An increase in the specific amount of electricity is achieved by increasing the time of electrochemical exposure at constant current. The results of the analyzes are given in table.2.

From the data in Table 2, it can be seen that under the electrochemical effect on an absorbing sulfate-sulfite solution with a specific amount of electricity q above 3000 C / l, the pH of catholyte increased almost to a maximum value above 12.5 units, and eh to values below -900 mV.

Under the electrochemical effect on the solution in the anode zone (anolyte) with a specific amount of electricity q above 3000 C / l, the pH of the anolyte changed to minimum values below 1.5 units, and eh to values above 1250 mV.

Therefore, the most economical mode of processing an aqueous solution of sodium sulfate-sulfite is in the region q = 3000-4500 C / l.

Thus, as a result of the electrochemical reactions carried out in the cathode zone, the initial sorbent is formed - sodium hydroxide (NaOH), and in the anode zone, the final product is sulfuric acid (H ₂ SO ₄ ), i.e. at the same time, regeneration of the absorption solution (electrolyte solution) and the utilization of sulfur oxides occur.

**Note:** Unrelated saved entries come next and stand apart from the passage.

//! Configuration for revocation checks
//!
//! An [`OcspConfig`] is passed by reference into every check and never
//! modified by the client. It can be built in code with the `with_*`
//! methods or loaded from a JSON file in which certificates are PEM strings.

use ocsp_proto::Certificate;
use serde::{Deserialize, Serialize};
use std::fs;
use std::path::Path;
use thiserror::Error;

/// Default timeout for each network step
pub const DEFAULT_TIMEOUT_MS: u64 = 6000;

#[derive(Debug, Error)]
pub enum ConfigError {
    #[error("IO error: {0}")]
    Io(#[from] std::io::Error),
    #[error("Parse error: {0}")]
    Parse(#[from] serde_json::Error),
    #[error("Invalid configuration: {0}")]
    Invalid(String),
}

/// Options for a single OCSP check
#[derive(Debug, Clone, PartialEq, Eq, Serialize, Deserialize)]
pub struct OcspConfig {
    /// Issuer certificate, also the trust anchor for the response signature.
    /// Downloaded from the CA Issuers URL when absent.
    #[serde(default, skip_serializing_if = "Option::is_none")]
    pub ca: Option<Certificate>,

    /// Responder URL, overriding the one in the certificate
    #[serde(default, skip_serializing_if = "Option::is_none")]
    pub ocsp_url: Option<String>,

    /// Certificate expected to have signed the response
    #[serde(default, skip_serializing_if = "Option::is_none")]
    pub ocsp_certificate: Option<Certificate>,

    /// Verify the response signature and nonce. Only disable for debugging.
    #[serde(default = "default_true")]
    pub validate_signature: bool,

    /// Timeout in milliseconds applied to each network step
    #[serde(default = "default_timeout_ms")]
    pub timeout_ms: u64,

    /// Send a random nonce with the request
    #[serde(default = "default_true")]
    pub enable_nonce: bool,

    /// Attach the raw response bytes to the verdict
    #[serde(default)]
    pub raw_response: bool,
}

fn default_true() -> bool {
    true
}

fn default_timeout_ms() -> u64 {
    DEFAULT_TIMEOUT_MS
}

impl Default for OcspConfig {
    fn default() -> Self {
        Self {
            ca: None,
            ocsp_url: None,
            ocsp_certificate: None,
            validate_signature: true,
            timeout_ms: DEFAULT_TIMEOUT_MS,
            enable_nonce: true,
            raw_response: false,
        }
    }
}

impl OcspConfig {
    pub fn new() -> Self {
        Self::default()
    }

    pub fn with_ca(mut self, ca: Certificate) -> Self {
        self.ca = Some(ca);
        self
    }

    pub fn with_ocsp_url(mut self, url: impl Into<String>) -> Self {
        self.ocsp_url = Some(url.into());
        self
    }

    pub fn with_ocsp_certificate(mut self, cert: Certificate) -> Self {
        self.ocsp_certificate = Some(cert);
        self
    }

    pub fn with_validate_signature(mut self, enabled: bool) -> Self {
        self.validate_signature = enabled;
        self
    }

    pub fn with_timeout_ms(mut self, timeout_ms: u64) -> Self {
        self.timeout_ms = timeout_ms;
        self
    }

    pub fn with_nonce(mut self, enabled: bool) -> Self {
        self.enable_nonce = enabled;
        self
    }

    pub fn with_raw_response(mut self, enabled: bool) -> Self {
        self.raw_response = enabled;
        self
    }

    /// Load configuration from a JSON file
    pub fn from_file<P: AsRef<Path>>(path: P) -> Result<Self, ConfigError> {
        let contents = fs::read_to_string(path)?;
        let config: OcspConfig = serde_json::from_str(&contents)?;
        config.validate()?;
        Ok(config)
    }

    /// Save configuration to a JSON file
    pub fn to_file<P: AsRef<Path>>(&self, path: P) -> Result<(), ConfigError> {
        let contents = serde_json::to_string_pretty(self)?;
        fs::write(path, contents)?;
        Ok(())
    }

    /// Check values that serde cannot
    ///
    /// A zero timeout is accepted: it makes every network step fail
    /// immediately with a timeout.
    pub fn validate(&self) -> Result<(), ConfigError> {
        if let Some(ref url) = self.ocsp_url {
            let parsed = url::Url::parse(url)
                .map_err(|e| ConfigError::Invalid(format!("Invalid OCSP URL {}: {}", url, e)))?;
            if !matches!(parsed.scheme(), "http" | "https") {
                return Err(ConfigError::Invalid(format!(
                    "OCSP URL must use http or https: {}",
                    url
                )));
            }
        }
        Ok(())
    }
}

#[cfg(test)]
mod tests {
    use super::*;
    use std::path::PathBuf;

    fn fixture_cert(name: &str) -> Certificate {
        let path = PathBuf::from(env!("CARGO_MANIFEST_DIR"))
            .join("../ocsp-proto/tests/fixtures")
            .join(name);
        Certificate::from_pem(&fs::read_to_string(path).unwrap()).unwrap()
    }

    #[test]
    fn test_default_config() {
        let config = OcspConfig::default();
        assert!(config.validate_signature);
        assert!(config.enable_nonce);
        assert!(!config.raw_response);
        assert_eq!(config.timeout_ms, 6000);
        assert!(config.ca.is_none());
        assert!(config.validate().is_ok());
    }

    #[test]
    fn test_empty_json_uses_defaults() {
        let config: OcspConfig = serde_json::from_str("{}").unwrap();
        assert_eq!(config, OcspConfig::default());
    }

    #[test]
    fn test_partial_json() {
        let config: OcspConfig =
            serde_json::from_str(r#"{"timeout_ms": 250, "enable_nonce": false}"#).unwrap();
        assert_eq!(config.timeout_ms, 250);
        assert!(!config.enable_nonce);
        assert!(config.validate_signature);
    }

    #[test]
    fn test_builders() {
        let config = OcspConfig::new()
            .with_ocsp_url("http://ocsp.example.com")
            .with_validate_signature(false)
            .with_timeout_ms(0)
            .with_nonce(false)
            .with_raw_response(true);
        assert_eq!(config.ocsp_url.as_deref(), Some("http://ocsp.example.com"));
        assert!(!config.validate_signature);
        assert_eq!(config.timeout_ms, 0);
        assert!(!config.enable_nonce);
        assert!(config.raw_response);
        assert!(config.validate().is_ok());
    }

    #[test]
    fn test_invalid_ocsp_url() {
        let config = OcspConfig::new().with_ocsp_url("not a url");
        assert!(matches!(config.validate(), Err(ConfigError::Invalid(_))));

        let config = OcspConfig::new().with_ocsp_url("ftp://ocsp.example.com");
        assert!(matches!(config.validate(), Err(ConfigError::Invalid(_))));
    }

    #[test]
    fn test_file_round_trip_with_certificates() {
        let dir = tempfile::tempdir().unwrap();
        let path = dir.path().join("ocsp.json");

        let config = OcspConfig::new()
            .with_ca(fixture_cert("ca.pem"))
            .with_ocsp_certificate(fixture_cert("responder.pem"))
            .with_ocsp_url("http://127.0.0.1:8080/ocsp");
        config.to_file(&path).unwrap();

        let contents = fs::read_to_string(&path).unwrap();
        assert!(contents.contains("-----BEGIN CERTIFICATE-----"));

        let loaded = OcspConfig::from_file(&path).unwrap();
        assert_eq!(loaded, config);
    }

    #[test]
    fn test_from_file_errors() {
        let dir = tempfile::tempdir().unwrap();

        let missing = dir.path().join("missing.json");
        assert!(matches!(OcspConfig::from_file(&missing), Err(ConfigError::Io(_))));

        let garbage = dir.path().join("garbage.json");
        fs::write(&garbage, "{ not json").unwrap();
        assert!(matches!(OcspConfig::from_file(&garbage), Err(ConfigError::Parse(_))));

        let bad_cert = dir.path().join("bad-cert.json");
        fs::write(&bad_cert, r#"{"ca": "not a certificate"}"#).unwrap();
        assert!(matches!(OcspConfig::from_file(&bad_cert), Err(ConfigError::Parse(_))));

        let bad_url = dir.path().join("bad-url.json");
        fs::write(&bad_url, r#"{"ocsp_url": "nope"}"#).unwrap();
        assert!(matches!(OcspConfig::from_file(&bad_url), Err(ConfigError::Invalid(_))));
    }
}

The developed technological process for cleaning flue gases from sulfur oxides on the basis of new, unconventional technical solutions, unlike the prototype, has shown its manufacturability, cyclicality and operability, ease of operation and management, reliability from the point of view of safety and environmental requirements.

Claims (2)

1. The method of purification of flue gases from sulfur oxides, including mixing them with air, neutralizing acid gases in an absorption chamber by contacting with a liquid absorbent, removing purified flue gases and an acidic solution, characterized in that the acidic gases neutralize the alkaline absorption solution, and formed after neutralization of an aqueous solution of sulfate sulfite salt is subjected to regeneration by unipolar electrochemical treatment in a diaphragm electrolyzer with obtaining sulfuric acid in the anode zone, and in the cathode zone of an alkaline absorption solution, which is sent to the absorption chamber to neutralize acid gases. 2. The method according to claim 1, characterized in that the electrochemical treatment is carried out with a specific amount of electricity in the range of 3000-4500 Coulomb / l.